Kane was charged with driving under the influence of alcohol, driving to endanger and driving the wrong way on a one-way street. Court and hospital records show that his blood-alcohol level at the time of his arrest was 0.35, more than three times above the legally drunk level of 0.10.

Ms. Motherway said the priest is unable to speak, but occasionally responds to visitors by trying to make the sign of the cross.

Kane is to be arraigned in Suffolk Superior Court on Friday, Assistant District Attorney Timothy Burke said.

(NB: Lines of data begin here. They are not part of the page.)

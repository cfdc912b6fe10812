// Path: crates/types/src/error.rs
//! The error taxonomy from spec §7, expressed as a `thiserror` enum with a
//! stable, machine-readable code per variant.

use thiserror::Error;

/// Assigns a stable, machine-readable string code to an error, independent
/// of its `Display` message. The HTTP boundary maps this code to a status
/// and echoes it verbatim in the `{"error": {"code": ...}}` envelope.
pub trait ErrorCode {
    /// Returns the unique, stable string identifier for this error variant.
    fn code(&self) -> &'static str;

    /// The HTTP status this error kind maps to.
    fn status(&self) -> u16;
}

/// The single error type threaded through every component. Each variant
/// corresponds 1:1 to a row of spec §7's taxonomy table.
#[derive(Debug, Error)]
pub enum CoreError {
    /// No valid session, or an expired delegated-auth token.
    #[error("unauthorized")]
    Unauthorized,
    /// Missing capability: not admin, not doc owner on a restricted endpoint.
    #[error("forbidden")]
    Forbidden,
    /// Issuer-validated email failed the configured allow-list.
    #[error("domain not allowed")]
    DomainNotAllowed,
    /// Auth-callback state token absent, expired, tampered, or PKCE mismatch.
    #[error("invalid state")]
    InvalidState,
    /// Document or resource does not exist, or is soft-deleted.
    #[error("not found: {0}")]
    NotFound(String),
    /// (doc_id, user_sub) uniqueness (I1) would be violated.
    #[error("already signed")]
    AlreadySigned,
    /// A concurrent append changed the chain tail; recovered internally by
    /// retrying `create` (§4.3 step 9). Never reaches the client as such —
    /// exhausting retries surfaces as `Transient`.
    #[error("chain conflict")]
    ChainConflict,
    /// Malformed request body, missing required field, bad email shape.
    #[error("validation error: {0}")]
    Validation(String),
    /// A token-bucket limiter rejected the request.
    #[error("rate limited")]
    RateLimited,
    /// Database unavailable, timeout exhaustion, SMTP refusal after retries.
    #[error("transient failure: {0}")]
    Transient(String),
    /// Unclassified failure. Full detail goes to structured logs, never to
    /// the client.
    #[error("internal error")]
    Internal(#[source] anyhow::Error),
}

impl ErrorCode for CoreError {
    fn code(&self) -> &'static str {
        match self {
            Self::Unauthorized => "UNAUTHORIZED",
            Self::Forbidden => "FORBIDDEN",
            Self::DomainNotAllowed => "DOMAIN_NOT_ALLOWED",
            Self::InvalidState => "INVALID_STATE",
            Self::NotFound(_) => "NOT_FOUND",
            Self::AlreadySigned => "ALREADY_SIGNED",
            Self::ChainConflict => "CHAIN_CONFLICT",
            Self::Validation(_) => "VALIDATION_ERROR",
            Self::RateLimited => "RATE_LIMITED",
            Self::Transient(_) => "TRANSIENT",
            Self::Internal(_) => "INTERNAL",
        }
    }

    fn status(&self) -> u16 {
        match self {
            Self::Unauthorized => 401,
            Self::Forbidden | Self::DomainNotAllowed => 403,
            Self::InvalidState | Self::Validation(_) => 400,
            Self::NotFound(_) => 404,
            Self::AlreadySigned => 409,
            Self::ChainConflict => 500,
            Self::RateLimited => 429,
            Self::Transient(_) => 503,
            Self::Internal(_) => 500,
        }
    }
}

impl From<anyhow::Error> for CoreError {
    fn from(e: anyhow::Error) -> Self {
        Self::Internal(e)
    }
}

impl From<sqlx::Error> for CoreError {
    fn from(e: sqlx::Error) -> Self {
        match &e {
            sqlx::Error::PoolTimedOut | sqlx::Error::Io(_) => {
                Self::Transient(format!("database unavailable: {e}"))
            }
            sqlx::Error::RowNotFound => Self::NotFound("row not found".into()),
            _ => Self::Internal(anyhow::Error::new(e)),
        }
    }
}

Burke said that Kane, a 32-year-old former truck driver, was convicted of driving under the influence of alcohol three times in the past six years. For his last conviction, he was sentenced to seven days in jail, but it is unknown whether he ever served time, Burke said.

"The question is, why did this man still have a license?" Burke asked. "We can't seem to find out why."

Iona Smith, a spokeswoman for the Registry of Motor Vehicles, said the agency will act on Kane's case this week, but did not remove his license sooner because, "Sometimes courts take time in getting that information to us."

Kane's phone number is not listed. His attorney, Alfred P. Farese Sr., declined to discuss the case.

"Not guilty, that's all I can tell you now," he said.

Burke said he will press for the maximum penalty _ 2 1/2 years for driving to endanger and 2 1/2 years for driving under the influence of alcohol. Driving the wrong way carries a fine.

"This case warrants the office's full attention because of the nature of the repetition," said Burke. "This is the fourth subsequent offense."

Motherway, who worked at the 1,500-family Roman Catholic parish St. Margaret's in Dorchester, was ordained 16 years ago Tuesday.

"He is the kind of person who would take enormous amount of time out of his life to do somebody a kind service," Ms. Motherway said. "He would stop by high school students at school to see how they were doing and say hello. He felt his work with alcoholics was rewarding."